I guess he doesn't understand how a musical's score works. It needs its own identity and sound. How else could we buy the '80s pop sounds in "Les Mis" for example.
I understand what he's saying though, and Dreamgirls is celebrating pop music from a turbulent decade. I actually think the arrangers in the film went much farther with emulating the "sound" than they did on Broadway.
Still... if he doesn't like the tunes, he doesn't like the tunes. He wants the real thing, instead. I don't. I'll just go buy a Supremes album and be done with it, if that's all I want. This is a MUSICAL. People just aren't used to what that means anymore. Can you imagine taking his comments and applying them to "Show Boat" (which covers 40 years of time, not ten)? "All the music sounds the same," etc. "That music in The Light In the Piazza doesn't sound like the early 1960s!"
I also should remind most of the readers here that didn't see the stage show... it was not perfect AT ALL on Broadway. The story lost quite a lot of steam in Act II, until it just kinda... ended.

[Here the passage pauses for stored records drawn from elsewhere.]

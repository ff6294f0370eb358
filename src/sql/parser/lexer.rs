//! Statement lexer - tokenizes query text into a stream of tokens

use std::{fmt::Display, iter::Peekable, str::Chars};

use crate::error::{Error, Result};

/// Represents a single lexical token in the query text
#[derive(Debug, Clone, PartialEq)]
pub enum Token {
    /// Reserved keyword
    Keyword(Keyword),
    /// Bare word: column name, file path, URL or unquoted value
    Ident(String),
    /// Quoted string literal (single or double quotes)
    String(String),
    /// Numeric literal, kept as written
    Number(String),
    OpenParen,
    CloseParen,
    Comma,
    Semicolon,
    Asterisk,
    Minus,
    Equal,
    NotEqual,
    LessThan,
    LessThanOrEqual,
    GreaterThan,
    GreaterThanOrEqual,
}

impl Display for Token {
    fn fmt(&self, f: &mut std::fmt::Formatter<'_>) -> std::fmt::Result {
        f.write_str(match self {
            Token::Keyword(keyword) => keyword.to_str(),
            Token::Ident(ident) => ident,
            Token::String(v) => v,
            Token::Number(n) => n,
            Token::OpenParen => "(",
            Token::CloseParen => ")",
            Token::Comma => ",",
            Token::Semicolon => ";",
            Token::Asterisk => "*",
            Token::Minus => "-",
            Token::Equal => "=",
            Token::NotEqual => "!=",
            Token::LessThan => "<",
            Token::LessThanOrEqual => "<=",
            Token::GreaterThan => ">",
            Token::GreaterThanOrEqual => ">=",
        })
    }
}

/// Reserved keywords
#[derive(Debug, Clone, PartialEq)]
pub enum Keyword {
    Select,
    From,
    Where,
    Wait,
    Update,
    Set,
    Insert,
    Into,
    Values,
    Delete,
    Save,
    Like,
}

impl Keyword {
    /// Attempts to parse a string as a keyword (case-insensitive)
    pub fn from_str(ident: &str) -> Option<Keyword> {
        Some(match ident.to_uppercase().as_ref() {
            "SELECT" => Keyword::Select,
            "FROM" => Keyword::From,
            "WHERE" => Keyword::Where,
            "WAIT" => Keyword::Wait,
            "UPDATE" => Keyword::Update,
            "SET" => Keyword::Set,
            "INSERT" => Keyword::Insert,
            "INTO" => Keyword::Into,
            "VALUES" => Keyword::Values,
            "DELETE" => Keyword::Delete,
            "SAVE" => Keyword::Save,
            "LIKE" => Keyword::Like,
            _ => return None,
        })
    }

    /// Returns the uppercase string representation of the keyword
    pub fn to_str(&self) -> &str {
        match self {
            Keyword::Select => "SELECT",
            Keyword::From => "FROM",
            Keyword::Where => "WHERE",
            Keyword::Wait => "WAIT",
            Keyword::Update => "UPDATE",
            Keyword::Set => "SET",
            Keyword::Insert => "INSERT",
            Keyword::Into => "INTO",
            Keyword::Values => "VALUES",
            Keyword::Delete => "DELETE",
            Keyword::Save => "SAVE",
            Keyword::Like => "LIKE",
        }
    }
}

impl Display for Keyword {
    fn fmt(&self, f: &mut std::fmt::Formatter<'_>) -> std::fmt::Result {
        f.write_str(self.to_str())
    }
}

/// Characters allowed inside a bare word (paths and URLs included)
fn is_word_char(c: char) -> bool {
    c.is_alphanumeric() || matches!(c, '_' | '.' | '/' | ':' | '-' | '~')
}

/// Query lexical analyzer
pub struct Lexer<'a> {
    iter: Peekable<Chars<'a>>,
}

impl<'a> Iterator for Lexer<'a> {
    type Item = Result<Token>;

    fn next(&mut self) -> Option<Self::Item> {
        match self.scan() {
            Ok(Some(token)) => Some(Ok(token)),
            Ok(None) => self
                .iter
                .peek()
                .map(|c| Err(Error::Parse(format!("[Lexer] Unexpected character {}", c)))),
            Err(err) => Some(Err(err)),
        }
    }
}

impl<'a> Lexer<'a> {
    pub fn new(text: &'a str) -> Self {
        Self {
            iter: text.chars().peekable(),
        }
    }

    /// Consumes the next character if it satisfies the predicate
    fn next_if<F: Fn(char) -> bool>(&mut self, predicate: F) -> Option<char> {
        self.iter.peek().filter(|&c| predicate(*c))?;
        self.iter.next()
    }

    /// Consumes consecutive characters while they satisfy the predicate
    fn next_while<F: Fn(char) -> bool>(&mut self, predicate: F) -> Option<String> {
        let mut value = String::new();
        while let Some(c) = self.next_if(&predicate) {
            value.push(c);
        }
        Some(value).filter(|v| !v.is_empty())
    }

    fn erase_whitespace(&mut self) {
        self.next_while(|c| c.is_whitespace());
    }

    /// Scans and returns the next token
    fn scan(&mut self) -> Result<Option<Token>> {
        self.erase_whitespace();
        match self.iter.peek() {
            Some(&q) if q == '\'' || q == '"' => self.scan_string(q),
            Some(&c) if is_word_char(c) && c != '-' && c != ':' => Ok(self.scan_word()),
            Some(_) => self.scan_symbol(),
            None => Ok(None),
        }
    }

    /// Scans a quoted string; a doubled quote inside stands for itself
    fn scan_string(&mut self, quote: char) -> Result<Option<Token>> {
        self.iter.next();
        let mut val = String::new();
        loop {
            match self.iter.next() {
                Some(c) if c == quote && self.next_if(|n| n == quote).is_some() => val.push(c),
                Some(c) if c == quote => break,
                Some(c) => val.push(c),
                None => return Err(Error::Parse("[Lexer] Unexpected end of string".into())),
            }
        }
        Ok(Some(Token::String(val)))
    }

    /// Scans a number, keyword or bare word
    fn scan_word(&mut self) -> Option<Token> {
        let val = self.next_while(is_word_char)?;
        if val.starts_with(|c: char| c.is_ascii_digit())
            && val.chars().all(|c| c.is_ascii_digit() || c == '.')
            && val.matches('.').count() <= 1
        {
            return Some(Token::Number(val));
        }
        // Identifiers keep their case: column names are case-sensitive
        Some(Keyword::from_str(&val).map_or(Token::Ident(val), Token::Keyword))
    }

    fn scan_symbol(&mut self) -> Result<Option<Token>> {
        let token = match self.iter.peek() {
            Some('*') => Token::Asterisk,
            Some('(') => Token::OpenParen,
            Some(')') => Token::CloseParen,
            Some(',') => Token::Comma,
            Some(';') => Token::Semicolon,
            Some('-') => Token::Minus,
            Some('=') => Token::Equal,
            Some('!') => {
                self.iter.next();
                return match self.next_if(|c| c == '=') {
                    Some(_) => Ok(Some(Token::NotEqual)),
                    None => Err(Error::Parse("[Lexer] Expected = after !".into())),
                };
            }
            Some('<') => {
                self.iter.next();
                return Ok(Some(if self.next_if(|c| c == '=').is_some() {
                    Token::LessThanOrEqual
                } else if self.next_if(|c| c == '>').is_some() {
                    Token::NotEqual
                } else {
                    Token::LessThan
                }));
            }
            Some('>') => {
                self.iter.next();
                return Ok(Some(if self.next_if(|c| c == '=').is_some() {
                    Token::GreaterThanOrEqual
                } else {
                    Token::GreaterThan
                }));
            }
            _ => return Ok(None),
        };
        self.iter.next();
        Ok(Some(token))
    }
}

#[cfg(test)]
mod tests {
    use super::Lexer;
    use crate::{
        error::Result,
        sql::parser::lexer::{Keyword, Token},
    };

    #[test]
    fn test_lexer_select() -> Result<()> {
        let tokens = Lexer::new("select ID, Name from ./data/people.csv where age >= 21 wait;")
            .peekable()
            .collect::<Result<Vec<_>>>()?;

        assert_eq!(
            tokens,
            vec![
                Token::Keyword(Keyword::Select),
                Token::Ident("ID".to_string()),
                Token::Comma,
                Token::Ident("Name".to_string()),
                Token::Keyword(Keyword::From),
                Token::Ident("./data/people.csv".to_string()),
                Token::Keyword(Keyword::Where),
                Token::Ident("age".to_string()),
                Token::GreaterThanOrEqual,
                Token::Number("21".to_string()),
                Token::Keyword(Keyword::Wait),
                Token::Semicolon,
            ]
        );
        Ok(())
    }

    #[test]
    fn test_lexer_strings_and_operators() -> Result<()> {
        let tokens = Lexer::new(
            r#"UPDATE "http://host:8080/a.csv" SET s = 'it''s' WHERE n <> -4.5 and d != 2023-01-01 < <="#,
        )
        .collect::<Result<Vec<_>>>()?;

        assert_eq!(
            tokens,
            vec![
                Token::Keyword(Keyword::Update),
                Token::String("http://host:8080/a.csv".to_string()),
                Token::Keyword(Keyword::Set),
                Token::Ident("s".to_string()),
                Token::Equal,
                Token::String("it's".to_string()),
                Token::Keyword(Keyword::Where),
                Token::Ident("n".to_string()),
                Token::NotEqual,
                Token::Minus,
                Token::Number("4.5".to_string()),
                Token::Ident("and".to_string()),
                Token::Ident("d".to_string()),
                Token::NotEqual,
                Token::Ident("2023-01-01".to_string()),
                Token::LessThan,
                Token::LessThanOrEqual,
            ]
        );
        Ok(())
    }

    #[test]
    fn test_lexer_errors() {
        assert!(Lexer::new("select 'abc").collect::<Result<Vec<_>>>().is_err());
        assert!(Lexer::new("a ! b").collect::<Result<Vec<_>>>().is_err());
        assert!(Lexer::new("a # b").collect::<Result<Vec<_>>>().is_err());
    }
}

It was never "Show Boat," "Carousel," "Sweeney Todd" or "Gypsy." And it was criticized plenty for it, back in the day, despite the raves for its slick style and particularly for Bennett's staging and Holliday's performance.
I believe this film is at LEAST as good as what I saw on Broadway 25 years ago... and I actually think that in most cases it's better.
"Jaws is the Citizen Kane of movies."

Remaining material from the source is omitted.